*INPUT DATA:*
_ _ _ _ _ _ _

//! Text cleanup for reconstructed block text.

use once_cell::sync::Lazy;
use regex::Regex;
use unicode_normalization::UnicodeNormalization;

static HYPHENATION: Lazy<Regex> =
    Lazy::new(|| Regex::new(r"([a-zA-Z])-[ \t]*\n\s*([a-z])").unwrap());
static SPACE_RUN: Lazy<Regex> = Lazy::new(|| Regex::new(r" {4,}").unwrap());
static SPACE_BEFORE_PUNCT: Lazy<Regex> = Lazy::new(|| Regex::new(r" +([,.;:!?])").unwrap());
static MISSING_SPACE_AFTER: Lazy<Regex> = Lazy::new(|| Regex::new(r"([,;])(\p{L})").unwrap());
static CAMEL_CASE: Lazy<Regex> = Lazy::new(|| Regex::new(r"([a-z]{2,})([A-Z][a-z]+)").unwrap());

const LIGATURES: &[(char, &str)] = &[
    ('\u{FB00}', "ff"),
    ('\u{FB01}', "fi"),
    ('\u{FB02}', "fl"),
    ('\u{FB03}', "ffi"),
    ('\u{FB04}', "ffl"),
    ('\u{FB05}', "st"),
    ('\u{FB06}', "st"),
];

/// Options for text cleanup.
#[derive(Debug, Clone, PartialEq, Eq)]
pub struct CleanupOptions {
    /// Normalize Unicode to NFC form
    pub normalize_unicode: bool,

    /// Expand ligatures (fi, fl, etc.)
    pub fix_ligatures: bool,

    /// Remove Unicode replacement character (U+FFFD)
    pub remove_replacement_char: bool,

    /// Remove Private Use Area characters
    pub remove_pua: bool,

    /// Join words hyphenated at line breaks
    pub fix_hyphenation: bool,

    /// Map tabs, newlines and NBSP to spaces and cap space runs at three
    pub normalize_whitespace: bool,

    /// Remove spaces before punctuation and add one after `,` and `;`
    pub fix_punctuation: bool,

    /// Split glued words such as "endOf" into "end Of"
    pub split_camel_case: bool,
}

impl Default for CleanupOptions {
    fn default() -> Self {
        Self {
            normalize_unicode: true,
            fix_ligatures: true,
            remove_replacement_char: true,
            remove_pua: true,
            fix_hyphenation: true,
            normalize_whitespace: true,
            fix_punctuation: true,
            split_camel_case: true,
        }
    }
}

impl CleanupOptions {
    /// Only Unicode normalization and ligature expansion.
    pub fn minimal() -> Self {
        Self {
            normalize_unicode: true,
            fix_ligatures: true,
            remove_replacement_char: false,
            remove_pua: false,
            fix_hyphenation: false,
            normalize_whitespace: false,
            fix_punctuation: false,
            split_camel_case: false,
        }
    }
}

/// Text cleanup pipeline.
#[derive(Debug, Clone, Default)]
pub struct CleanupPipeline {
    options: CleanupOptions,
}

impl CleanupPipeline {
    /// Create a new cleanup pipeline with the given options.
    pub fn new(options: CleanupOptions) -> Self {
        Self { options }
    }

    /// Get the options.
    pub fn options(&self) -> &CleanupOptions {
        &self.options
    }

    /// Process text through the cleanup pipeline.
    pub fn process(&self, text: &str) -> String {
        let mut result: String = if self.options.normalize_unicode {
            text.nfc().collect()
        } else {
            text.to_string()
        };

        if self.options.fix_ligatures {
            result = expand_ligatures(&result);
        }

        if self.options.remove_replacement_char {
            result = result.replace('\u{FFFD}', "");
        }

        if self.options.remove_pua {
            result.retain(|c| !is_private_use(c));
        }

        // Must run while newlines are still present.
        if self.options.fix_hyphenation {
            result = HYPHENATION.replace_all(&result, "$1$2").into_owned();
        }

        if self.options.normalize_whitespace {
            result = self.normalize_whitespace(&result);
        }

        if self.options.fix_punctuation {
            result = SPACE_BEFORE_PUNCT.replace_all(&result, "$1").into_owned();
            result = MISSING_SPACE_AFTER
                .replace_all(&result, "$1 $2")
                .into_owned();
        }

        if self.options.split_camel_case {
            result = CAMEL_CASE.replace_all(&result, "$1 $2").into_owned();
        }

        result.trim().to_string()
    }

    fn normalize_whitespace(&self, text: &str) -> String {
        let mapped: String = text
            .chars()
            .map(|c| match c {
                '\t' | '\n' | '\r' | '\u{00A0}' | '\u{2007}' | '\u{202F}' => ' ',
                c => c,
            })
            .collect();

        SPACE_RUN.replace_all(&mapped, "   ").into_owned()
    }
}

fn expand_ligatures(text: &str) -> String {
    let mut out = String::with_capacity(text.len());
    for c in text.chars() {
        match LIGATURES.iter().find(|(lig, _)| *lig == c) {
            Some((_, expansion)) => out.push_str(expansion),
            None => out.push(c),
        }
    }
    out
}

fn is_private_use(c: char) -> bool {
    let code = c as u32;
    (0xE000..=0xF8FF).contains(&code)
        || (0xF0000..=0xFFFFD).contains(&code)
        || (0x100000..=0x10FFFD).contains(&code)
}

#[cfg(test)]
mod tests {
    use super::*;

    fn clean(text: &str) -> String {
        CleanupPipeline::default().process(text)
    }

    #[test]
    fn test_ligature_fix() {
        assert_eq!(clean("ﬁnding ﬂowers"), "finding flowers");
    }

    #[test]
    fn test_unicode_normalization() {
        let decomposed = "cafe\u{0301}";
        assert_eq!(clean(decomposed), "caf\u{00E9}");
    }

    #[test]
    fn test_remove_replacement_char() {
        assert_eq!(clean("Hello\u{FFFD} world"), "Hello world");
    }

    #[test]
    fn test_hyphenation_fix() {
        assert_eq!(clean("infor-\nmation"), "information");
        assert_eq!(clean("well-known"), "well-known");
    }

    #[test]
    fn test_space_runs_capped() {
        assert_eq!(clean("a\t\tb"), "a  b");
        assert_eq!(clean("a      b"), "a   b");
        assert_eq!(clean("a\u{00A0}b"), "a b");
    }

    #[test]
    fn test_punctuation_spacing() {
        assert_eq!(clean("Hello , world !"), "Hello, world!");
        assert_eq!(clean("red,green;blue"), "red, green; blue");
        assert_eq!(clean("1,000 units"), "1,000 units");
    }

    #[test]
    fn test_camel_case_split() {
        assert_eq!(clean("the endOf line"), "the end Of line");
        assert_eq!(clean("iPhone"), "iPhone");
    }

    #[test]
    fn test_minimal_keeps_spacing() {
        let pipeline = CleanupPipeline::new(CleanupOptions::minimal());
        assert_eq!(pipeline.process("a , b"), "a , b");
    }
}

_ _ _ _ _ _ _

*DIRECTIONS:* Retype every line of the listing above exactly as given.

*WRITTEN ANSWER:*
//! Text cleanup for reconstructed block text.

use once_cell::sync::Lazy;
use regex::Regex;
use unicode_normalization::UnicodeNormalization;

static HYPHENATION: Lazy<Regex> =
    Lazy::new(|| Regex::new(r"([a-zA-Z])-[ \t]*\n\s*([a-z])").unwrap());
static SPACE_RUN: Lazy<Regex> = Lazy::new(|| Regex::new(r" {4,}").unwrap());
static SPACE_BEFORE_PUNCT: Lazy<Regex> = Lazy::new(|| Regex::new(r" +([,.;:!?])").unwrap());
static MISSING_SPACE_AFTER: Lazy<Regex> = Lazy::new(|| Regex::new(r"([,;])(\p{L})").unwrap());
static CAMEL_CASE: Lazy<Regex> = Lazy::new(|| Regex::new(r"([a-z]{2,})([A-Z][a-z]+)").unwrap());

const LIGATURES: &[(char, &str)] = &[
    ('\u{FB00}', "ff"),
    ('\u{FB01}', "fi"),
    ('\u{FB02}', "fl"),
    ('\u{FB03}', "ffi"),
    ('\u{FB04}', "ffl"),
    ('\u{FB05}', "st"),
    ('\u{FB06}', "st"),
];

/// Options for text cleanup.
#[derive(Debug, Clone, PartialEq, Eq)]
pub struct CleanupOptions {
    /// Normalize Unicode to NFC form
    pub normalize_unicode: bool,

    /// Expand ligatures (fi, fl, etc.)
    pub fix_ligatures: bool,

    /// Remove Unicode replacement character (U+FFFD)
    pub remove_replacement_char: bool,

    /// Remove Private Use Area characters
    pub remove_pua: bool,

    /// Join words hyphenated at line breaks
    pub fix_hyphenation: bool,

    /// Map tabs, newlines and NBSP to spaces and cap space runs at three
    pub normalize_whitespace: bool,

    /// Remove spaces before punctuation and add one after `,` and `;`
    pub fix_punctuation: bool,

    /// Split glued words such as "endOf" into "end Of"
    pub split_camel_case: bool,
}

impl Default for CleanupOptions {
    fn default() -> Self {
        Self {
            normalize_unicode: true,
            fix_ligatures: true,
            remove_replacement_char: true,
            remove_pua: true,
            fix_hyphenation: true,
            normalize_whitespace: true,
            fix_punctuation: true,
            split_camel_case: true,
        }
    }
}

impl CleanupOptions {
    /// Only Unicode normalization and ligature expansion.
    pub fn minimal() -> Self {
        Self {
            normalize_unicode: true,
            fix_ligatures: true,
            remove_replacement_char: false,
            remove_pua: false,
            fix_hyphenation: false,
            normalize_whitespace: false,
            fix_punctuation: false,
            split_camel_case: false,
        }
    }
}

/// Text cleanup pipeline.
#[derive(Debug, Clone, Default)]
pub struct CleanupPipeline {
    options: CleanupOptions,
}

impl CleanupPipeline {
    /// Create a new cleanup pipeline with the given options.
    pub fn new(options: CleanupOptions) -> Self {
        Self { options }
    }

    /// Get the options.
    pub fn options(&self) -> &CleanupOptions {
        &self.options
    }

    /// Process text through the cleanup pipeline.
    pub fn process(&self, text: &str) -> String {
        let mut result: String = if self.options.normalize_unicode {
            text.nfc().collect()
        } else {
            text.to_string()
        };

        if self.options.fix_ligatures {
            result = expand_ligatures(&result);
        }

        if self.options.remove_replacement_char {
            result = result.replace('\u{FFFD}', "");
        }

        if self.options.remove_pua {
            result.retain(|c| !is_private_use(c));
        }

        // Must run while newlines are still present.
        if self.options.fix_hyphenation {
            result = HYPHENATION.replace_all(&result, "$1$2").into_owned();
        }

        if self.options.normalize_whitespace {
            result = self.normalize_whitespace(&result);
        }

        if self.options.fix_punctuation {
            result = SPACE_BEFORE_PUNCT.replace_all(&result, "$1").into_owned();
            result = MISSING_SPACE_AFTER
                .replace_all(&result, "$1 $2")
                .into_owned();
        }

        if self.options.split_camel_case {
            result = CAMEL_CASE.replace_all(&result, "$1 $2").into_owned();
        }

        result.trim().to_string()
    }

    fn normalize_whitespace(&self, text: &str) -> String {
        let mapped: String = text
            .chars()
            .map(|c| match c {
                '\t' | '\n' | '\r' | '\u{00A0}' | '\u{2007}' | '\u{202F}' => ' ',
                c => c,
            })
            .collect();

        SPACE_RUN.replace_all(&mapped, "   ").into_owned()
    }
}

fn expand_ligatures(text: &str) -> String {
    let mut out = String::with_capacity(text.len());
    for c in text.chars() {
        match LIGATURES.iter().find(|(lig, _)| *lig == c) {
            Some((_, expansion)) => out.push_str(expansion),
            None => out.push(c),
        }
    }
    out
}

fn is_private_use(c: char) -> bool {
    let code = c as u32;
    (0xE000..=0xF8FF).contains(&code)
        || (0xF0000..=0xFFFFD).contains(&code)
        || (0x100000..=0x10FFFD).contains(&code)
}

#[cfg(test)]
mod tests {
    use super::*;

    fn clean(text: &str) -> String {
        CleanupPipeline::default().process(text)
    }

    #[test]
    fn test_ligature_fix() {
        assert_eq!(clean("ﬁnding ﬂowers"), "finding flowers");
    }

    #[test]
    fn test_unicode_normalization() {
        let decomposed = "cafe\u{0301}";
        assert_eq!(clean(decomposed), "caf\u{00E9}");
    }

    #[test]
    fn test_remove_replacement_char() {
        assert_eq!(clean("Hello\u{FFFD} world"), "Hello world");
    }

    #[test]
    fn test_hyphenation_fix() {
        assert_eq!(clean("infor-\nmation"), "information");
        assert_eq!(clean("well-known"), "well-known");
    }

    #[test]
    fn test_space_runs_capped() {
        assert_eq!(clean("a\t\tb"), "a  b");
        assert_eq!(clean("a      b"), "a   b");
        assert_eq!(clean("a\u{00A0}b"), "a b");
    }

    #[test]
    fn test_punctuation_spacing() {
        assert_eq!(clean("Hello , world !"), "Hello, world!");
        assert_eq!(clean("red,green;blue"), "red, green; blue");
        assert_eq!(clean("1,000 units"), "1,000 units");
    }

    #[test]
    fn test_camel_case_split() {
        assert_eq!(clean("the endOf line"), "the end Of line");
        assert_eq!(clean("iPhone"), "iPhone");
    }

    #[test]
    fn test_minimal_keeps_spacing() {
        let pipeline = CleanupPipeline::new(CleanupOptions::minimal());
        assert_eq!(pipeline.process("a , b"), "a , b");
    }
}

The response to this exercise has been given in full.